### Supplied data:
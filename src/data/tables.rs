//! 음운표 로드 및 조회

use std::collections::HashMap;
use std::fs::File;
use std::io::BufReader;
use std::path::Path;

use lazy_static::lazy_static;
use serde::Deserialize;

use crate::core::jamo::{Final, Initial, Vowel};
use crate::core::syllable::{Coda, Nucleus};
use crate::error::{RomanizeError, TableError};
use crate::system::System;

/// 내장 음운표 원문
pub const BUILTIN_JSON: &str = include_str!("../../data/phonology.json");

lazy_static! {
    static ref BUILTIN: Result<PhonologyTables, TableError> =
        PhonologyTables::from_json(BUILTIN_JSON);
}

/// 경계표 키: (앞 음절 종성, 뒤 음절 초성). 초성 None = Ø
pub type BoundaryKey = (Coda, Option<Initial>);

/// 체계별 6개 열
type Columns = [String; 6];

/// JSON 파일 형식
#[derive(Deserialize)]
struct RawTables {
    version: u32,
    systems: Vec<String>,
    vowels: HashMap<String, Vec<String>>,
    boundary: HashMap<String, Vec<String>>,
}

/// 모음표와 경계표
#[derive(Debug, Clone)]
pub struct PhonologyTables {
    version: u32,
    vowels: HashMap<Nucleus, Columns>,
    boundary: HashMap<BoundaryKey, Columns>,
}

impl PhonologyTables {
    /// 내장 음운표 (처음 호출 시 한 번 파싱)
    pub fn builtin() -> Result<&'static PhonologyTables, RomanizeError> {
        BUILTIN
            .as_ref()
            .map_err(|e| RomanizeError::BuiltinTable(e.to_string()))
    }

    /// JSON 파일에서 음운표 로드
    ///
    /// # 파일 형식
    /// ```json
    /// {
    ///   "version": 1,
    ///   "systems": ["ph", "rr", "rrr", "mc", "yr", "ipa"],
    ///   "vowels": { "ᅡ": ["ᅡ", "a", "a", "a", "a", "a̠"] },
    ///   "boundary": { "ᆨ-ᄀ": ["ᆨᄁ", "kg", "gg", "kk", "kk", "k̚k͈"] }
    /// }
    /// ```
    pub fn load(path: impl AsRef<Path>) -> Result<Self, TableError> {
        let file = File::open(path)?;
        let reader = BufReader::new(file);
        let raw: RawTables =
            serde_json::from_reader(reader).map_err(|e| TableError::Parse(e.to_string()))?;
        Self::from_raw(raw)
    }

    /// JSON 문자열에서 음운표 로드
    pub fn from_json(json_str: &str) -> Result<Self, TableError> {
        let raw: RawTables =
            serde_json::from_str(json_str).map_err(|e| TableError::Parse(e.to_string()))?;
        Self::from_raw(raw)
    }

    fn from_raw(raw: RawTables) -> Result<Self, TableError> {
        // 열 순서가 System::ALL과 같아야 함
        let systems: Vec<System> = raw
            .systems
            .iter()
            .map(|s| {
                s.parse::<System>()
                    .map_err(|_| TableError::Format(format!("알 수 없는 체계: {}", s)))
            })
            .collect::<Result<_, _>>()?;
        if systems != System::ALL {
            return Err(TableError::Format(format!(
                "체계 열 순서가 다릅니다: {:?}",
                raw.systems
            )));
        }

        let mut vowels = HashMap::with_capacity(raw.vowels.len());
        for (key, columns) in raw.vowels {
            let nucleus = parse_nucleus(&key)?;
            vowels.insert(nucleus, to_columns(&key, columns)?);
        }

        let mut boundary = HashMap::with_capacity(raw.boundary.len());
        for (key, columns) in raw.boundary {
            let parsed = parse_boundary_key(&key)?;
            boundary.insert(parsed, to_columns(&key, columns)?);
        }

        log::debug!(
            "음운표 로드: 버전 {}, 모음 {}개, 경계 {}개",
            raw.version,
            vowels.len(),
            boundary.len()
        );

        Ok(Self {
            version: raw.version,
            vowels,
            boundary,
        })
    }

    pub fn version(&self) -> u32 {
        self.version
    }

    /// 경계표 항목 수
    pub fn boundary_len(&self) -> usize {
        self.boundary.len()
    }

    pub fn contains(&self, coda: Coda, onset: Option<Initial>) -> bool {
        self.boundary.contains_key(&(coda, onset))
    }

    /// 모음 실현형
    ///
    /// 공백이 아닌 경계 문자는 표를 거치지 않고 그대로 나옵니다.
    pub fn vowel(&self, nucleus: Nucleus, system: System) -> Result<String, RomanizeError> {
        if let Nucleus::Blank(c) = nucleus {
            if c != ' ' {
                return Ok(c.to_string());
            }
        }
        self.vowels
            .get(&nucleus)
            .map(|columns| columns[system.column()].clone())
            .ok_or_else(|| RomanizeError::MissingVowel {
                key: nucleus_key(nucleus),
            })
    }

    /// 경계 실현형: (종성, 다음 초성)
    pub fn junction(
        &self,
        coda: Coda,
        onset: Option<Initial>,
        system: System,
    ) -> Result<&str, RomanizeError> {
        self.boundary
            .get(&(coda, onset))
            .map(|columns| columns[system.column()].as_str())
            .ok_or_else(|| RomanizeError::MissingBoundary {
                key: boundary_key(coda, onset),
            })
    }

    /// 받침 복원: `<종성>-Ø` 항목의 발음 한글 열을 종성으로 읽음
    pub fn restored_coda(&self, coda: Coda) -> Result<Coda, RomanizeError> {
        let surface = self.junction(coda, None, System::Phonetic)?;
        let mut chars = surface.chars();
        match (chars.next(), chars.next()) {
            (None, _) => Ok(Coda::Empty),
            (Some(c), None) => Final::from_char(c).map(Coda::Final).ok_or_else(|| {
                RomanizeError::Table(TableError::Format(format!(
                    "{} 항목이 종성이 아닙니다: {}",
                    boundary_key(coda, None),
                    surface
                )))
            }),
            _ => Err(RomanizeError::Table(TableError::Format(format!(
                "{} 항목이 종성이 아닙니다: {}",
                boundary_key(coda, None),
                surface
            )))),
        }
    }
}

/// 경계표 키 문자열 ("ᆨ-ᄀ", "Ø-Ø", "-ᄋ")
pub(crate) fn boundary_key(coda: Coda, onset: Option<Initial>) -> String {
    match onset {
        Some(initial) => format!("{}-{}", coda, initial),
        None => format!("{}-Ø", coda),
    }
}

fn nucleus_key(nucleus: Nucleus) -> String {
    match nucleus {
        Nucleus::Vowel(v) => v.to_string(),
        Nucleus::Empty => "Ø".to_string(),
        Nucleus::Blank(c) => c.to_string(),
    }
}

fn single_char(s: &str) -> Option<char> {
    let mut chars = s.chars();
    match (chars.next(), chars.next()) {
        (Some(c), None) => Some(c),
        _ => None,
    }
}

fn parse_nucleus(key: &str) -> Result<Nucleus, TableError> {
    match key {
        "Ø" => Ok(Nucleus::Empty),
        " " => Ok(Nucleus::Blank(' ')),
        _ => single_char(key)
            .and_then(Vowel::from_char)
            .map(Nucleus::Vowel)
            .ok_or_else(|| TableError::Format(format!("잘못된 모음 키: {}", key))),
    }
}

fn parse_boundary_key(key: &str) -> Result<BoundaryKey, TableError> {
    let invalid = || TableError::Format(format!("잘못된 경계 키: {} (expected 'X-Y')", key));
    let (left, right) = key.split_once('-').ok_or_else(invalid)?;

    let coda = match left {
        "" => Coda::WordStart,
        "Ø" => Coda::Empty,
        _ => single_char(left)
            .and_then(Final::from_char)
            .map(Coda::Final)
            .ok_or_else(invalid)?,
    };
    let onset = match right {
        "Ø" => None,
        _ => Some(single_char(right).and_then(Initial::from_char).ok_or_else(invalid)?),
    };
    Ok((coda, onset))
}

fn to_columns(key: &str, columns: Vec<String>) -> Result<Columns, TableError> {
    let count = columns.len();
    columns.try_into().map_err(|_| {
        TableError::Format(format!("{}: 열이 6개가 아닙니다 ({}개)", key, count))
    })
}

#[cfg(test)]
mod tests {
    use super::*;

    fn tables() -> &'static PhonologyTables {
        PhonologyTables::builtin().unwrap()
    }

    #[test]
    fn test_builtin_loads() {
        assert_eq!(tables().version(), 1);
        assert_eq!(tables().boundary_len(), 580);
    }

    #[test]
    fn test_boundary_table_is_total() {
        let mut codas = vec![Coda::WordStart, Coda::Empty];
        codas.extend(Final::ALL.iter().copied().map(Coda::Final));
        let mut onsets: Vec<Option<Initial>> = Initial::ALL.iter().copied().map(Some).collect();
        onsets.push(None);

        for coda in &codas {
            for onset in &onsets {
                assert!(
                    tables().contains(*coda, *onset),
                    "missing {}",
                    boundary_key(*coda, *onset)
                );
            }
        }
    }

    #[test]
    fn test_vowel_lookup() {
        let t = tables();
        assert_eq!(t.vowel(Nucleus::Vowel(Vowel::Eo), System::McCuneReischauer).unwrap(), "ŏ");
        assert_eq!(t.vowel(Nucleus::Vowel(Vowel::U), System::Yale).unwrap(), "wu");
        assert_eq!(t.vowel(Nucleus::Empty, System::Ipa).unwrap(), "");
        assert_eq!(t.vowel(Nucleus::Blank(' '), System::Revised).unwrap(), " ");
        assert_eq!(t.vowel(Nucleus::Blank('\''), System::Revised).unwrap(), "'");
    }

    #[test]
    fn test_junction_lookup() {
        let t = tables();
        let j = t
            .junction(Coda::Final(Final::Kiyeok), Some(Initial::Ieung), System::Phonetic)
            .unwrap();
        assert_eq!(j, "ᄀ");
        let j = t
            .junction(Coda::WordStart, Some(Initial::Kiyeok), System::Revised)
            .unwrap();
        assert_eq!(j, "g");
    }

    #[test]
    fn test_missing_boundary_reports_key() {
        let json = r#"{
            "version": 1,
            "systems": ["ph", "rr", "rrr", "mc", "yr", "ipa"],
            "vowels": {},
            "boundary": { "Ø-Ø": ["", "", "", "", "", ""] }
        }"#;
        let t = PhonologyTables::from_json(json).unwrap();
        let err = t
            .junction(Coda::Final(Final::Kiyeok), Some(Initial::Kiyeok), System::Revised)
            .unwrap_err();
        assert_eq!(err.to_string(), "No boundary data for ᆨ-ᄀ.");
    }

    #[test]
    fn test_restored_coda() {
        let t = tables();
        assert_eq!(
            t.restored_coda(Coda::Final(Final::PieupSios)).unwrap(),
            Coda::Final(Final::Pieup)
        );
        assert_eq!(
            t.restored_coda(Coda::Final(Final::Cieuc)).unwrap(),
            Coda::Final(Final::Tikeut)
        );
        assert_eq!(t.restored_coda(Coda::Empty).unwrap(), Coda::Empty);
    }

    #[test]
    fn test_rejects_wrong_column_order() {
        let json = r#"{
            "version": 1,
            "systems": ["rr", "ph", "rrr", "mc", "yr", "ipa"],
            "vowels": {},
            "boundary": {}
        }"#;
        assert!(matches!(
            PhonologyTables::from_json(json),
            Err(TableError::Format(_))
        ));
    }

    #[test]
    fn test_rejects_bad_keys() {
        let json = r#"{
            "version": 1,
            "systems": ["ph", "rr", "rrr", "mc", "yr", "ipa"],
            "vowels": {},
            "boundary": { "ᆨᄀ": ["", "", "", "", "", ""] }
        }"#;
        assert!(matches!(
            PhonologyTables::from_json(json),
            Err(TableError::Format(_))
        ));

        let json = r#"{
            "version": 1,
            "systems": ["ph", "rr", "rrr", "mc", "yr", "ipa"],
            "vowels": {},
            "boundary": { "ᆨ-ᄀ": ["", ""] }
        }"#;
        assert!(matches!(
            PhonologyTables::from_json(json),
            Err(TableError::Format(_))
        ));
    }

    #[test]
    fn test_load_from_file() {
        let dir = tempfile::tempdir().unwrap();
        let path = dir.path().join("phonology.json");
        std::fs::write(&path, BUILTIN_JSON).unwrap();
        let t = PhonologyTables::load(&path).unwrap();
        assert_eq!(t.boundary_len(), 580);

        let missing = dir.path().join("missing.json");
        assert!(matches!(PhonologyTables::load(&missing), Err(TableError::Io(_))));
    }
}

### What you need to do:
Could you show every line of the listing that holds the string "BoundaryKey"?

### Solution:
pub type BoundaryKey = (Coda, Option<Initial>);
    boundary: HashMap<BoundaryKey, Columns>,
fn parse_boundary_key(key: &str) -> Result<BoundaryKey, TableError> {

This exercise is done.